- [To do]
In the material below, how many lines contain "BottomLeft"? Answer with the number alone.
::: Source material
//! Screen-edge snap geometry: candidate half/quarter zones and the
//! center-distance rule that decides when a dragged window locks onto one.

use serde::{Deserialize, Serialize};

use crate::model::WindowRect;

/// Maximum per-axis distance between the window center and a zone center for
/// the zone to match.
pub const SNAP_THRESHOLD: i32 = 50;

#[derive(Debug, Clone, Copy, PartialEq, Eq, Hash, Serialize, Deserialize)]
#[serde(rename_all = "kebab-case")]
pub enum SnapZoneId {
    LeftHalf,
    RightHalf,
    TopHalf,
    BottomHalf,
    TopLeft,
    TopRight,
    BottomLeft,
    BottomRight,
}

/// A predefined target rectangle a dragged window can lock onto. Snapping
/// moves and resizes the window to exactly occupy `rect`.
#[derive(Debug, Clone, Copy, PartialEq, Eq, Serialize, Deserialize)]
pub struct SnapZone {
    pub id: SnapZoneId,
    pub rect: WindowRect,
}

/// Ghost-outline state surfaced to the shell while a drag hovers inside a
/// zone.
#[derive(Debug, Clone, Copy, PartialEq, Eq)]
pub struct SnapPreview {
    pub zone: SnapZoneId,
    pub rect: WindowRect,
}

/// The eight candidate zones for `viewport`, in matching order.
///
/// Declaration order is the tie-break: halves (left, right, top, bottom)
/// before quarter corners (top-left, top-right, bottom-left, bottom-right).
/// A window hugging a screen corner can sit within threshold of both a half
/// and a quarter; the first listed zone wins, so it resolves to the half.
pub fn candidate_zones(viewport: WindowRect) -> [SnapZone; 8] {
    let half_w = viewport.w / 2;
    let half_h = viewport.h / 2;
    let mid_x = viewport.x + half_w;
    let mid_y = viewport.y + half_h;

    [
        SnapZone {
            id: SnapZoneId::LeftHalf,
            rect: WindowRect {
                x: viewport.x,
                y: viewport.y,
                w: half_w,
                h: viewport.h,
            },
        },
        SnapZone {
            id: SnapZoneId::RightHalf,
            rect: WindowRect {
                x: mid_x,
                y: viewport.y,
                w: half_w,
                h: viewport.h,
            },
        },
        SnapZone {
            id: SnapZoneId::TopHalf,
            rect: WindowRect {
                x: viewport.x,
                y: viewport.y,
                w: viewport.w,
                h: half_h,
            },
        },
        SnapZone {
            id: SnapZoneId::BottomHalf,
            rect: WindowRect {
                x: viewport.x,
                y: mid_y,
                w: viewport.w,
                h: half_h,
            },
        },
        SnapZone {
            id: SnapZoneId::TopLeft,
            rect: WindowRect {
                x: viewport.x,
                y: viewport.y,
                w: half_w,
                h: half_h,
            },
        },
        SnapZone {
            id: SnapZoneId::TopRight,
            rect: WindowRect {
                x: mid_x,
                y: viewport.y,
                w: half_w,
                h: half_h,
            },
        },
        SnapZone {
            id: SnapZoneId::BottomLeft,
            rect: WindowRect {
                x: viewport.x,
                y: mid_y,
                w: half_w,
                h: half_h,
            },
        },
        SnapZone {
            id: SnapZoneId::BottomRight,
            rect: WindowRect {
                x: mid_x,
                y: mid_y,
                w: half_w,
                h: half_h,
            },
        },
    ]
}

/// Resolves the zone a window at `window` would snap to inside `viewport`,
/// or `None` when the drag stays free-form.
///
/// A zone matches when the window center is within [`SNAP_THRESHOLD`] of the
/// zone center on both axes; the first match in declaration order wins.
pub fn resolve_snap_zone(window: WindowRect, viewport: WindowRect) -> Option<SnapZone> {
    let (cx, cy) = window.center();
    candidate_zones(viewport).into_iter().find(|zone| {
        let (zx, zy) = zone.rect.center();
        (cx - zx).abs() < SNAP_THRESHOLD && (cy - zy).abs() < SNAP_THRESHOLD
    })
}
impl WindowManager {
    /// Manager with the default randomized placement and wall clock.
    pub fn new(catalog: AppCatalog) -> Self {
        Self::with_parts(catalog, Box::new(RandomPlacement::new()), Box::new(SystemClock))
    }

    /// Manager with injected placement and clock, for hosts and tests that
    /// need deterministic behavior.
    pub fn with_parts(
        catalog: AppCatalog,
        placement: Box<dyn PlacementStrategy>,
        clock: Box<dyn Clock>,
    ) -> Self {
        let state = ShellState::new(clock.now());
        Self {
            state,
            catalog,
            placement,
            clock,
            interaction: InteractionState::default(),
            effects: Vec::new(),
        }
    }

    pub fn state(&self) -> &ShellState {
        &self.state
    }

    pub fn interaction(&self) -> &InteractionState {
        &self.interaction
    }

    pub fn catalog(&self) -> &AppCatalog {
        &self.catalog
    }

    pub fn catalog_mut(&mut self) -> &mut AppCatalog {
        &mut self.catalog
    }

    /// Takes the queued side-effect intents, leaving the queue empty.
    pub fn drain_effects(&mut self) -> Vec<ShellEffect> {
        std::mem::take(&mut self.effects)
    }

    /// Opens a window for `app_id`, or re-surfaces the existing one.
    ///
    /// When `data` is `Null` and a `Null`-data window for the app already
    /// exists, that instance is un-minimized and focused instead of creating
    /// a duplicate. A non-null `data` payload always creates a fresh
    /// instance. Returns `None` when `app_id` is not in the catalog.
    pub fn open_app(&mut self, app_id: &ApplicationId, data: Value) -> Option<WindowId> {
        let Some(descriptor) = self.catalog.descriptor(app_id).cloned() else {
            trace!(app = %app_id, "open ignored; app not in catalog");
            return None;
        };

        if data.is_null() {
            let existing = self
                .state
                .windows
                .iter()
                .find(|w| w.app_id == *app_id && !w.has_data())
                .map(|w| w.id);
            if let Some(id) = existing {
                if let Some(window) = self.state.window_mut(id) {
                    window.minimized = false;
                }
                self.focus_app(id);
                return Some(id);
            }
        }

        let id = self.allocate_window_id();
        let origin = self.placement.place(id.0);
        let rect = WindowRect {
            x: origin.x,
            y: origin.y,
            w: descriptor.default_width,
            h: descriptor.default_height,
        }
        .clamped_min(MIN_WINDOW_WIDTH, MIN_WINDOW_HEIGHT);
        let stamp = self.next_focus_stamp();
        self.state.windows.push(WindowRecord {
            id,
            app_id: app_id.clone(),
            title: descriptor.title,
            icon_id: descriptor.icon_id,
            rect,
            restore_rect: None,
            z_index: stamp,
            minimized: false,
            maximized: false,
            always_on_top: false,
            transparency: MAX_TRANSPARENCY,
            flags: descriptor.flags,
            data,
        });

        let now = self.clock.now();
        let active = self.state.active_desktop;
        if let Some(desktop) = self.state.desktop_mut(active) {
            desktop.windows.push(id);
            desktop.updated_at = now;
        }
        self.state.start_menu_open = false;

        debug!(window = ?id, app = %app_id, "opened window");
        self.effects.push(ShellEffect::FocusInput(id));
        self.note_state_changed();
        Some(id)
    }

    /// Removes the window. Tolerates a missing id so double-close is safe.
    pub fn close_app(&mut self, id: WindowId) {
        let Some(window) = self.state.window(id) else {
            return;
        };
        if !window.flags.closable {
            return;
        }

        self.state.windows.retain(|w| w.id != id);
        let now = self.clock.now();
        for desktop in &mut self.state.desktops {
            let before = desktop.windows.len();
            desktop.windows.retain(|w| *w != id);
            if desktop.windows.len() != before {
                desktop.updated_at = now;
            }
        }
        if self.interaction.dragging.as_ref().map(|s| s.window_id) == Some(id) {
            self.interaction.dragging = None;
            self.interaction.snap_preview = None;
        }
        if self.interaction.resizing.as_ref().map(|s| s.window_id) == Some(id) {
            self.interaction.resizing = None;
        }

        debug!(window = ?id, "closed window");
        self.note_state_changed();
    }

    /// Raises the window by stamping it with the next focus-counter value
    /// and closes the start menu. Missing ids consume nothing.
    pub fn focus_app(&mut self, id: WindowId) {
        if self.state.window(id).is_none() {
            return;
        }
        self.state.start_menu_open = false;
        let stamp = self.next_focus_stamp();
        if let Some(window) = self.state.window_mut(id) {
            window.z_index = stamp;
        }
        self.effects.push(ShellEffect::FocusInput(id));
        self.note_state_changed();
    }

    /// Flips the minimized flag. Un-minimizing re-focuses (a fresh stamp);
    /// minimizing keeps the old stamp so restore order stays meaningful and
    /// consumes no counter value.
    pub fn toggle_minimize(&mut self, id: WindowId) {
        let Some(window) = self.state.window(id) else {
            return;
        };
        if window.minimized {
            if let Some(window) = self.state.window_mut(id) {
                window.minimized = false;
            }
            self.focus_app(id);
        } else {
            if !window.flags.minimizable {
                return;
            }
            if let Some(window) = self.state.window_mut(id) {
                window.minimized = true;
            }
            self.note_state_changed();
        }
    }

    /// Flips the maximized flag and re-focuses; both directions consume a
    /// fresh stamp. The restored-state geometry is snapshotted on the way
    /// in and recovered on the way out.
    pub fn toggle_maximize(&mut self, id: WindowId) {
        let Some(window) = self.state.window_mut(id) else {
            return;
        };
        if !window.flags.maximizable {
            return;
        }
        if window.maximized {
            if let Some(rect) = window.restore_rect.take() {
                window.rect = rect;
            }
            window.maximized = false;
        } else {
            if window.restore_rect.is_none() {
                window.restore_rect = Some(window.rect);
            }
            window.maximized = true;
        }
        self.focus_app(id);
    }

    /// Merge-patches the mutable window fields. Position changes honor the
    /// `movable` flag, size changes honor `resizable`, transparency is
    /// clamped, and the id is never patchable.
    pub fn update_window(&mut self, id: WindowId, patch: WindowPatch) {
        let Some(window) = self.state.window_mut(id) else {
            return;
        };
        if window.flags.movable {
            if let Some(x) = patch.x {
                window.rect.x = x;
            }
            if let Some(y) = patch.y {
                window.rect.y = y;
            }
        }
        if window.flags.resizable {
            if let Some(w) = patch.w {
                window.rect.w = w.max(MIN_WINDOW_WIDTH);
            }
            if let Some(h) = patch.h {
                window.rect.h = h.max(MIN_WINDOW_HEIGHT);
            }
        }
        if let Some(title) = patch.title {
            window.title = title;
        }
        if let Some(value) = patch.transparency {
            window.transparency = clamp_transparency(value);
        }
        if let Some(pinned) = patch.always_on_top {
            window.always_on_top = pinned;
        }
        if let Some(flags) = patch.flags {
            window.flags = flags;
        }
        self.note_state_changed();
    }

    /// Snapshots the current geometry into the restore slot.
    pub fn save_window_state(&mut self, id: WindowId) {
        let Some(window) = self.state.window_mut(id) else {
            return;
        };
        window.restore_rect = Some(window.rect);
        self.note_state_changed();
    }

    /// Restores the saved geometry (when present), clears both the
    /// minimized and maximized flags, and re-focuses.
    pub fn restore_window(&mut self, id: WindowId) {
        let Some(window) = self.state.window_mut(id) else {
            return;
        };
        if let Some(rect) = window.restore_rect.take() {
            window.rect = rect;
        }
        window.minimized = false;
        window.maximized = false;
        self.focus_app(id);
    }

    pub fn toggle_always_on_top(&mut self, id: WindowId) {
        let Some(window) = self.state.window_mut(id) else {
            return;
        };
        window.always_on_top = !window.always_on_top;
        self.note_state_changed();
    }

    /// Sets window opacity, clamped to `[0.1, 1.0]`.
    pub fn set_window_transparency(&mut self, id: WindowId, value: f32) {
        let Some(window) = self.state.window_mut(id) else {
            return;
        };
        window.transparency = clamp_transparency(value);
        self.note_state_changed();
    }

    /// Taskbar button behavior: restore when minimized, minimize when
    /// focused, focus otherwise.
    pub fn toggle_taskbar_window(&mut self, id: WindowId) {
        let Some(window) = self.state.window(id) else {
            return;
        };
        if window.minimized || self.state.focused_window_id() == Some(id) {
            self.toggle_minimize(id);
        } else {
            self.focus_app(id);
        }
    }

    pub fn toggle_start_menu(&mut self) {
        self.state.start_menu_open = !self.state.start_menu_open;
        self.note_state_changed();
    }

    pub fn close_start_menu(&mut self) {
        if self.state.start_menu_open {
            self.state.start_menu_open = false;
            self.note_state_changed();
        }
    }

    /// Begins a drag. Non-movable windows are focused but never dragged.
    pub fn begin_move(&mut self, id: WindowId, pointer: PointerPosition) {
        let Some(window) = self.state.window(id) else {
            return;
        };
        let rect_start = window.rect;
        let movable = window.flags.movable;
        self.focus_app(id);
        if movable {
            self.interaction.dragging = Some(DragSession {
                window_id: id,
                pointer_start: pointer,
                rect_start,
            });
        }
    }

    /// Applies the pointer delta to the dragged window and refreshes the
    /// snap ghost-outline preview against `viewport`.
    pub fn update_move(&mut self, pointer: PointerPosition, viewport: WindowRect) {
        let Some(session) = self.interaction.dragging.clone() else {
            return;
        };
        let dx = pointer.x - session.pointer_start.x;
        let dy = pointer.y - session.pointer_start.y;
        let Some(window) = self.state.window_mut(session.window_id) else {
            return;
        };
        if window.maximized {
            return;
        }
        window.rect = session.rect_start.offset(dx, dy);
        let resizable = window.flags.resizable;
        let rect = window.rect;
        self.interaction.snap_preview = if resizable {
            resolve_snap_zone(rect, viewport).map(|zone| SnapPreview {
                zone: zone.id,
                rect: zone.rect,
            })
        } else {
            None
        };
        self.note_state_changed();
    }

    /// Ends the drag. An active snap preview commits the zone's rectangle
    /// (after snapshotting the dragged geometry for restore); otherwise the
    /// window keeps its last dragged position.
    pub fn end_move(&mut self) {
        let session = self.interaction.dragging.take();
        let preview = self.interaction.snap_preview.take();
        let Some(session) = session else {
            return;
        };
        if let Some(preview) = preview {
            if let Some(window) = self.state.window_mut(session.window_id) {
                window.restore_rect = Some(window.rect);
                window.rect = preview.rect;
                window.maximized = false;
                debug!(window = ?session.window_id, zone = ?preview.zone, "snapped window on drop");
            }
        }
        self.note_state_changed();
    }

    /// Begins an edge/corner resize. Non-resizable windows are focused but
    /// never resized.
    pub fn begin_resize(&mut self, id: WindowId, edge: ResizeEdge, pointer: PointerPosition) {
        let Some(window) = self.state.window(id) else {
            return;
        };
        let rect_start = window.rect;
        let resizable = window.flags.resizable;
        self.focus_app(id);
        if resizable {
            self.interaction.resizing = Some(ResizeSession {
                window_id: id,
                edge,
                pointer_start: pointer,
                rect_start,
            });
        }
    }

    pub fn update_resize(&mut self, pointer: PointerPosition) {
        let Some(session) = self.interaction.resizing.clone() else {
            return;
        };
        let dx = pointer.x - session.pointer_start.x;
        let dy = pointer.y - session.pointer_start.y;
        let Some(window) = self.state.window_mut(session.window_id) else {
            return;
        };
        if window.maximized {
            return;
        }
        window.rect = resize_rect(session.rect_start, session.edge, dx, dy)
            .clamped_min(MIN_WINDOW_WIDTH, MIN_WINDOW_HEIGHT);
        self.note_state_changed();
    }

    pub fn end_resize(&mut self) {
        if self.interaction.resizing.take().is_some() {
            self.note_state_changed();
        }
    }

    /// Recomputes geometry for every arrangeable window under the given
    /// layout. Cascade also restacks: each arranged window takes a fresh
    /// stamp in collection order, leaving the last one topmost.
    pub fn arrange_windows(&mut self, arrangement: Arrangement, viewport: WindowRect) {
        let targets = arrangement_targets(arrangement, &self.state.windows, viewport);
        if targets.is_empty() {
            return;
        }
        let restack = matches!(arrangement, Arrangement::Cascade);
        for (id, rect) in targets {
            let stamp = if restack {
                Some(self.next_focus_stamp())
            } else {
                None
            };
            if let Some(window) = self.state.window_mut(id) {
                window.rect = rect;
                if let Some(stamp) = stamp {
                    window.z_index = stamp;
                }
            }
        }
        debug!(?arrangement, "arranged windows");
        self.note_state_changed();
    }

    pub(crate) fn note_state_changed(&mut self) {
        self.effects.push(ShellEffect::StateChanged);
    }

    pub(crate) fn next_focus_stamp(&mut self) -> u64 {
        let stamp = self.state.focus_counter;
        self.state.focus_counter = self.state.focus_counter.saturating_add(1);
        stamp
    }

    fn allocate_window_id(&mut self) -> WindowId {
        let id = WindowId(self.state.next_window_id);
        self.state.next_window_id = self.state.next_window_id.saturating_add(1);
        id
    }
}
::::::
- [Result for this task]
2